Towards this alternative, magnetic molecules possessing magnetic memory, better known as Single Molecule Magnets (SMMs), are a promising spin qudits platform13,14,31. These systems have the advantage of being synthesised in thousands of identical units and can be integrated in devices through bottom-up approaches, retaining their intrinsic magnetic properties32,33,34. SMMs can also be tailored through the use of different metal ions and ligands compositions for their integration in devices. Likewise, SMMs have been shown to exhibit quantum phenomenon such as Quantum Tunnelling of the Magnetisation (QTM)35,36,37,38, quantum phase interference39,40, and coherent spin manipulation with coherence times of the order of 1 μs41. This is the case of a bis(phthalocyaninato)terbium(III) SMM (TbPc2), which has been integrated into transistor-like configurations42,43,44,45 as well as in carbon-nanotube transistors46,47. Different studies have shown its magnetic resilience when deposited on surfaces, and the Tb3+ ion redox stability34. In the TbPc2, the π-electron system on the ligand eases the electric conduction, enabling electric read-out42,44 of the nuclear spin I = 3/2 carried by the Tb3+ ion. With coherence time of the order of 300 μs, the coherent manipulation of the different nuclear spin states was demonstrated, leading to the implementation of the Grover algorithm using this nuclear spin qudit45. This strategy clearly highlights the potential of qudits, as long coherence times and quantum algorithms have been achieved without requiring inter-qubit coupling. In this context, increasing the Hilbert space dimension is an appealing option for implementing more complex quantum algorithms or universal reversible quantum logic gates, such as the Fredkin or Toffoli gates.
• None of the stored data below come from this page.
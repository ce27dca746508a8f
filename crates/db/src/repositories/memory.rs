use std::collections::HashMap;
use std::sync::Arc;

use tokio::sync::RwLock;

use procura_core::domain::cart::CartLine;
use procura_core::domain::catalog::{CatalogItem, ItemId};
use procura_core::domain::conversation::{
    Conversation, ConversationId, ConversationStatus, ConversationSummary, Message, UserId,
};
use procura_core::domain::purchase::{PurchaseRequestId, PurchaseRequestSnapshot};

use super::{
    CartRepository, CatalogRepository, ConversationStore, PurchaseRequestRepository,
    RepositoryError,
};

#[derive(Default)]
pub struct InMemoryConversationStore {
    conversations: RwLock<HashMap<String, Conversation>>,
}

#[async_trait::async_trait]
impl ConversationStore for InMemoryConversationStore {
    async fn create(&self, user_id: Option<UserId>) -> Result<Conversation, RepositoryError> {
        let conversation = Conversation::new(user_id);
        let mut conversations = self.conversations.write().await;
        conversations.insert(conversation.id.0.clone(), conversation.clone());
        Ok(conversation)
    }

    async fn find(
        &self,
        id: &ConversationId,
        user_id: Option<&UserId>,
    ) -> Result<Option<Conversation>, RepositoryError> {
        let conversations = self.conversations.read().await;
        Ok(conversations.get(&id.0).cloned().filter(|conversation| match user_id {
            Some(user) => conversation.user_id.as_ref() == Some(user),
            None => conversation.user_id.is_none(),
        }))
    }

    async fn append_message(
        &self,
        id: &ConversationId,
        message: Message,
    ) -> Result<Conversation, RepositoryError> {
        let mut conversations = self.conversations.write().await;
        let conversation = conversations.get_mut(&id.0).ok_or_else(|| {
            RepositoryError::NotFound { entity: "conversation", id: id.0.clone() }
        })?;
        conversation.append(message);
        Ok(conversation.clone())
    }

    async fn list_recent(
        &self,
        user_id: &UserId,
        limit: u32,
    ) -> Result<Vec<ConversationSummary>, RepositoryError> {
        let conversations = self.conversations.read().await;
        let mut summaries: Vec<ConversationSummary> = conversations
            .values()
            .filter(|conversation| conversation.user_id.as_ref() == Some(user_id))
            .map(Conversation::summary)
            .collect();
        summaries.sort_by(|a, b| b.updated_at.cmp(&a.updated_at));
        summaries.truncate(limit.max(1) as usize);
        Ok(summaries)
    }

    async fn touch(&self, id: &ConversationId, preview: &str) -> Result<(), RepositoryError> {
        let mut conversations = self.conversations.write().await;
        let conversation = conversations.get_mut(&id.0).ok_or_else(|| {
            RepositoryError::NotFound { entity: "conversation", id: id.0.clone() }
        })?;
        conversation.last_message_preview =
            procura_core::domain::conversation::preview_of(preview);
        conversation.updated_at = chrono::Utc::now();
        Ok(())
    }

    async fn set_status(
        &self,
        id: &ConversationId,
        status: ConversationStatus,
    ) -> Result<(), RepositoryError> {
        let mut conversations = self.conversations.write().await;
        let conversation = conversations.get_mut(&id.0).ok_or_else(|| {
            RepositoryError::NotFound { entity: "conversation", id: id.0.clone() }
        })?;
        conversation.status = status;
        conversation.updated_at = chrono::Utc::now();
        Ok(())
    }
}

#[derive(Default)]
pub struct InMemoryCatalogRepository {
    items: RwLock<Vec<CatalogItem>>,
}

#[async_trait::async_trait]
impl CatalogRepository for InMemoryCatalogRepository {
    async fn search(
        &self,
        keyword: Option<&str>,
        limit: u32,
    ) -> Result<Vec<CatalogItem>, RepositoryError> {
        let items = self.items.read().await;
        let needle = keyword.map(|keyword| keyword.trim().to_lowercase());
        let mut matches: Vec<CatalogItem> = items
            .iter()
            .filter(|item| match needle.as_deref() {
                Some("") | None => true,
                Some(needle) => {
                    item.name.to_lowercase().contains(needle)
                        || item.category.to_lowercase().contains(needle)
                        || item.description.to_lowercase().contains(needle)
                }
            })
            .cloned()
            .collect();
        matches.sort_by(|a, b| a.name.cmp(&b.name));
        matches.truncate(limit.max(1) as usize);
        Ok(matches)
    }

    async fn insert(&self, item: CatalogItem) -> Result<(), RepositoryError> {
        let mut items = self.items.write().await;
        items.push(item);
        Ok(())
    }

    async fn find_by_id(&self, id: &ItemId) -> Result<Option<CatalogItem>, RepositoryError> {
        let items = self.items.read().await;
        Ok(items.iter().find(|item| &item.id == id).cloned())
    }

    async fn find_by_name(&self, name: &str) -> Result<Option<CatalogItem>, RepositoryError> {
        let items = self.items.read().await;
        let needle = name.trim().to_lowercase();
        Ok(items.iter().find(|item| item.name.to_lowercase() == needle).cloned())
    }
}

pub struct InMemoryCartRepository {
    catalog: Arc<InMemoryCatalogRepository>,
    lines: RwLock<HashMap<String, Vec<(ItemId, u32)>>>,
}

impl InMemoryCartRepository {
    pub fn new(catalog: Arc<InMemoryCatalogRepository>) -> Self {
        Self { catalog, lines: RwLock::default() }
    }
}

#[async_trait::async_trait]
impl CartRepository for InMemoryCartRepository {
    async fn upsert_line(
        &self,
        user_id: &UserId,
        item_id: &ItemId,
        quantity: u32,
    ) -> Result<(), RepositoryError> {
        let mut lines = self.lines.write().await;
        let user_lines = lines.entry(user_id.0.clone()).or_default();
        match user_lines.iter_mut().find(|(id, _)| id == item_id) {
            Some((_, existing)) => *existing += quantity,
            None => user_lines.push((item_id.clone(), quantity)),
        }
        Ok(())
    }

    async fn fetch_cart(&self, user_id: &UserId) -> Result<Vec<CartLine>, RepositoryError> {
        let lines = self.lines.read().await;
        let Some(user_lines) = lines.get(&user_id.0) else {
            return Ok(Vec::new());
        };

        let mut cart_lines = Vec::with_capacity(user_lines.len());
        for (item_id, quantity) in user_lines {
            let item = self.catalog.find_by_id(item_id).await?.ok_or_else(|| {
                RepositoryError::NotFound { entity: "catalog item", id: item_id.0.clone() }
            })?;
            cart_lines.push(CartLine {
                item_id: item.id,
                item_name: item.name,
                quantity: *quantity,
                unit_estimate: item.estimated_price,
            });
        }
        Ok(cart_lines)
    }

    async fn clear(&self, user_id: &UserId) -> Result<(), RepositoryError> {
        let mut lines = self.lines.write().await;
        lines.remove(&user_id.0);
        Ok(())
    }
}

#[derive(Default)]
pub struct InMemoryPurchaseRequestRepository {
    requests: RwLock<Vec<PurchaseRequestSnapshot>>,
}

#[async_trait::async_trait]
impl PurchaseRequestRepository for InMemoryPurchaseRequestRepository {
    async fn insert(&self, request: PurchaseRequestSnapshot) -> Result<(), RepositoryError> {
        let mut requests = self.requests.write().await;
        requests.push(request);
        Ok(())
    }

    async fn find_by_id(
        &self,
        id: &PurchaseRequestId,
    ) -> Result<Option<PurchaseRequestSnapshot>, RepositoryError> {
        let requests = self.requests.read().await;
        Ok(requests.iter().find(|request| &request.id == id).cloned())
    }

    async fn list_for_user(
        &self,
        user_id: &UserId,
        limit: u32,
    ) -> Result<Vec<PurchaseRequestSnapshot>, RepositoryError> {
        let requests = self.requests.read().await;
        let mut matches: Vec<PurchaseRequestSnapshot> = requests
            .iter()
            .filter(|request| &request.user_id == user_id)
            .cloned()
            .collect();
        matches.sort_by(|a, b| b.submitted_at.cmp(&a.submitted_at));
        matches.truncate(limit.max(1) as usize);
        Ok(matches)
    }
}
Herein, in the quest of molecular spin systems with larger accessible Hilbert space, we present the first electrical read-out of the nuclear spin states, carried by a coupled multi-level system, achieved with a single-molecular unit of Tb3+ triple-decker phthalocyanine, incorporated in a three-terminal transistor (Fig. 1a). We show that the magnetic moment of the two Tb3+ ions effectively couples with the electronic structure of the Pc ligands allowing the electronic read-out of the nuclear spin states. More importantly, we observe the indirect coupling between the nuclear spin states residing on the Tb3+ ions. We emphasise here that there is no entanglement between the two electronics or nuclear spins, but a larger Hilbert space dimension (d = 16) can be achieved via indirect interaction between the nuclear spins. Indeed, these results could represent an alternative for the realisation of more complex quantum algorithms using a single-molecular multi-level system.

## Results

### Tb2Pc3 single-molecule magnet

to probe our coupling scheme, we chose a tris(phthalocyaninato)di(terbium(III)) Tb2Pc3 SMM, composed of two Tb3+ ions and three phthalocyaninato (Pc) ligands. Both terbium ions sit on a distorted square antiprism geometry. As the TbPc2 analogue, the total angular momentum J = L + S = 6 characterises the [Xe]4f8 electronic shell of each Tb3+ metal ion. Note that the strong spin-orbit coupling separates the J = 6 state from the J = 5 by 2900 K, hence, at common operating temperatures, solely the J = 6 is considered. At a molecular level, the ligand field in which the Tb3+ is located, created by the Pc ligands, leads to a doublet electronic ground state with strong uniaxial anisotropy. To calculate the Zeeman diagram for the Tb2Pc3 molecule, a ligand field Hamiltonian for C4 geometry is expressed in the Stevens operators formalism:

$${H}_{{lf}}^{i}={{\langle }}{r}^{2}{{\rangle }}{u}_{2}{A}_{2}^{0}{O}_{2}^{0}+{{\langle }}{r}^{4}{{\rangle }}{u}_{4}({A}_{4}^{0}{O}_{4}^{0}+{A}_{4}^{4}{O}_{4}^{4})+{{\langle }}{r}^{6}{{\rangle }}{u}_{6}({A}_{6}^{0}{O}_{6}^{0}+{A}_{6}^{4}{O}_{6}^{4})$$
(1)

and the Zeeman Hamiltonian,

$${H}_{{{{{\mathrm{Zeeman}}}}}}^{i}={g}_{J}{\mu }_{0}{\mu }_{B}{J}_{{||}}^{i}\cdot {B}_{{{{\rm{||}}}}}\,$$
(2)

where in (1) ui are the Stevens factors, $${O}_{i}^{j}\,$$ are the Stevens operator and $${A}_{i}^{j}$$ <rj> are the ligand field parameters. In (2) gJ, J and $${{{{\boldsymbol{B}}}}}_{{{{\boldsymbol{||}}}}}$$ are respectively the gyromagnetic ratio of Tb3+, the electronic moment operator of Tb3+ and the applied field vector. The presence of $${O}_{i}^{j}$$ provides a strong anisotropy to Tb2Pc3, causing an energy gap of ca. 400 K between the mJ = $${|}\!{\pm} \!6\rangle$$ and the mJ = $${|}\!{\pm}\!5\rangle$$ electronic states. µ-SQUID48 and ab-initio CASSCF49 studies have revealed the anisotropy of the mJ = $${|}\!{\pm}\!6\rangle$$ doublet state of the Tb3+ ions to have an easy axis perpendicular to the Pc planes.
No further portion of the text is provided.